**WHAT THE EXERCISE ASKS**
The records below should be copied in full, exactly as shown.

** Opening EXTRACTED INFORMATION block **

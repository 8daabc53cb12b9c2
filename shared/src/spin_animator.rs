use std::f64::consts::TAU;

use rand::Rng;
use serde::{Deserialize, Serialize};

use crate::wheel_selector::segment_width;
use crate::error::WheelResult;

/// Parameters of one spin, drawn once by the authority and shared with every viewer.
#[derive(Debug, Serialize, Deserialize, Clone, Copy, PartialEq)]
pub struct SpinPlan {
    pub target_rotation: f64,
    pub duration_ms: u64,
    pub started_at: u64,
}

impl SpinPlan {
    /// `R = 2π × (k + u)` with whole revolutions `k` in `[min, max]` and `u` in `[0, 1)`.
    pub fn random<R: Rng>(
        rng: &mut R,
        started_at: u64,
        min_revolutions: u32,
        max_revolutions: u32,
        duration_ms: u64,
    ) -> Self {
        let (lo, hi) = if min_revolutions <= max_revolutions {
            (min_revolutions, max_revolutions)
        } else {
            (max_revolutions, min_revolutions)
        };
        let whole = rng.gen_range(lo..=hi) as f64;
        let fraction: f64 = rng.gen();
        Self {
            target_rotation: TAU * (whole + fraction),
            duration_ms: duration_ms.max(1),
            started_at,
        }
    }

    pub fn ends_at(&self) -> u64 {
        self.started_at + self.duration_ms
    }

    pub fn progress_at(&self, now: u64) -> f64 {
        let elapsed = now.saturating_sub(self.started_at) as f64;
        (elapsed / self.duration_ms as f64).clamp(0.0, 1.0)
    }

    pub fn rotation_at(&self, now: u64) -> f64 {
        let progress = self.progress_at(now);
        if progress >= 1.0 {
            return self.target_rotation;
        }
        self.target_rotation * ease_out_quart(progress)
    }
}

/// Fast start, long deceleration, hard stop at 1.0.
pub fn ease_out_quart(progress: f64) -> f64 {
    let p = progress.clamp(0.0, 1.0);
    1.0 - (1.0 - p).powi(4)
}

/// Emitted every time the wheel carries a segment boundary past the pointer.
#[derive(Debug, Serialize, Deserialize, Clone, Copy, PartialEq)]
pub struct Tick {
    /// Number of boundaries crossed since the spin started, starting at 1.
    pub count: u64,
    pub rotation: f64,
}

#[derive(Debug, Clone, PartialEq)]
pub struct Frame {
    pub rotation: f64,
    pub progress: f64,
    pub ticks: Vec<Tick>,
    pub finished: bool,
}

/// Advances one spin from rotation 0 to its target. One instance per spin.
#[derive(Debug, Clone)]
pub struct SpinAnimator {
    plan: SpinPlan,
    segment_width: f64,
    rotation: f64,
    boundaries_crossed: u64,
    finished: bool,
}

impl SpinAnimator {
    pub fn new(plan: SpinPlan, segment_count: usize) -> WheelResult<Self> {
        Ok(Self {
            plan,
            segment_width: segment_width(segment_count)?,
            rotation: 0.0,
            boundaries_crossed: 0,
            finished: false,
        })
    }

    pub fn plan(&self) -> &SpinPlan {
        &self.plan
    }

    pub fn rotation(&self) -> f64 {
        self.rotation
    }

    pub fn is_finished(&self) -> bool {
        self.finished
    }

    pub fn advance(&mut self, now: u64) -> Frame {
        if self.finished {
            return Frame {
                rotation: self.rotation,
                progress: 1.0,
                ticks: Vec::new(),
                finished: true,
            };
        }

        let progress = self.plan.progress_at(now);
        let rotation = self.plan.rotation_at(now).max(self.rotation);

        let crossed = (rotation / self.segment_width).floor() as u64;
        let ticks = (self.boundaries_crossed + 1..=crossed)
            .map(|count| Tick {
                count,
                rotation: count as f64 * self.segment_width,
            })
            .collect();
        self.boundaries_crossed = self.boundaries_crossed.max(crossed);

        self.rotation = rotation;
        self.finished = progress >= 1.0;
        if self.finished {
            log::debug!("spin settled at {:.4} rad after {} ticks", rotation, self.boundaries_crossed);
        }

        Frame {
            rotation,
            progress,
            ticks,
            finished: self.finished,
        }
    }
}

** Closing EXTRACTED INFORMATION block **

**SOLUTION FOR THIS PROBLEM**
repository 8daabc53cb12b9c2
filename shared/src/spin_animator.rs
use std::f64::consts::TAU;

use rand::Rng;
use serde::{Deserialize, Serialize};

use crate::wheel_selector::segment_width;
use crate::error::WheelResult;

/// Parameters of one spin, drawn once by the authority and shared with every viewer.
#[derive(Debug, Serialize, Deserialize, Clone, Copy, PartialEq)]
pub struct SpinPlan {
    pub target_rotation: f64,
    pub duration_ms: u64,
    pub started_at: u64,
}

impl SpinPlan {
    /// `R = 2π × (k + u)` with whole revolutions `k` in `[min, max]` and `u` in `[0, 1)`.
    pub fn random<R: Rng>(
        rng: &mut R,
        started_at: u64,
        min_revolutions: u32,
        max_revolutions: u32,
        duration_ms: u64,
    ) -> Self {
        let (lo, hi) = if min_revolutions <= max_revolutions {
            (min_revolutions, max_revolutions)
        } else {
            (max_revolutions, min_revolutions)
        };
        let whole = rng.gen_range(lo..=hi) as f64;
        let fraction: f64 = rng.gen();
        Self {
            target_rotation: TAU * (whole + fraction),
            duration_ms: duration_ms.max(1),
            started_at,
        }
    }

    pub fn ends_at(&self) -> u64 {
        self.started_at + self.duration_ms
    }

    pub fn progress_at(&self, now: u64) -> f64 {
        let elapsed = now.saturating_sub(self.started_at) as f64;
        (elapsed / self.duration_ms as f64).clamp(0.0, 1.0)
    }

    pub fn rotation_at(&self, now: u64) -> f64 {
        let progress = self.progress_at(now);
        if progress >= 1.0 {
            return self.target_rotation;
        }
        self.target_rotation * ease_out_quart(progress)
    }
}

/// Fast start, long deceleration, hard stop at 1.0.
pub fn ease_out_quart(progress: f64) -> f64 {
    let p = progress.clamp(0.0, 1.0);
    1.0 - (1.0 - p).powi(4)
}

/// Emitted every time the wheel carries a segment boundary past the pointer.
#[derive(Debug, Serialize, Deserialize, Clone, Copy, PartialEq)]
pub struct Tick {
    /// Number of boundaries crossed since the spin started, starting at 1.
    pub count: u64,
    pub rotation: f64,
}

#[derive(Debug, Clone, PartialEq)]
pub struct Frame {
    pub rotation: f64,
    pub progress: f64,
    pub ticks: Vec<Tick>,
    pub finished: bool,
}

/// Advances one spin from rotation 0 to its target. One instance per spin.
#[derive(Debug, Clone)]
pub struct SpinAnimator {
    plan: SpinPlan,
    segment_width: f64,
    rotation: f64,
    boundaries_crossed: u64,
    finished: bool,
}

impl SpinAnimator {
    pub fn new(plan: SpinPlan, segment_count: usize) -> WheelResult<Self> {
        Ok(Self {
            plan,
            segment_width: segment_width(segment_count)?,
            rotation: 0.0,
            boundaries_crossed: 0,
            finished: false,
        })
    }

    pub fn plan(&self) -> &SpinPlan {
        &self.plan
    }

    pub fn rotation(&self) -> f64 {
        self.rotation
    }

    pub fn is_finished(&self) -> bool {
        self.finished
    }

    pub fn advance(&mut self, now: u64) -> Frame {
        if self.finished {
            return Frame {
                rotation: self.rotation,
                progress: 1.0,
                ticks: Vec::new(),
                finished: true,
            };
        }

        let progress = self.plan.progress_at(now);
        let rotation = self.plan.rotation_at(now).max(self.rotation);

        let crossed = (rotation / self.segment_width).floor() as u64;
        let ticks = (self.boundaries_crossed + 1..=crossed)
            .map(|count| Tick {
                count,
                rotation: count as f64 * self.segment_width,
            })
            .collect();
        self.boundaries_crossed = self.boundaries_crossed.max(crossed);

        self.rotation = rotation;
        self.finished = progress >= 1.0;
        if self.finished {
            log::debug!("spin settled at {:.4} rad after {} ticks", rotation, self.boundaries_crossed);
        }

        Frame {
            rotation,
            progress,
            ticks,
            finished: self.finished,
        }
    }
}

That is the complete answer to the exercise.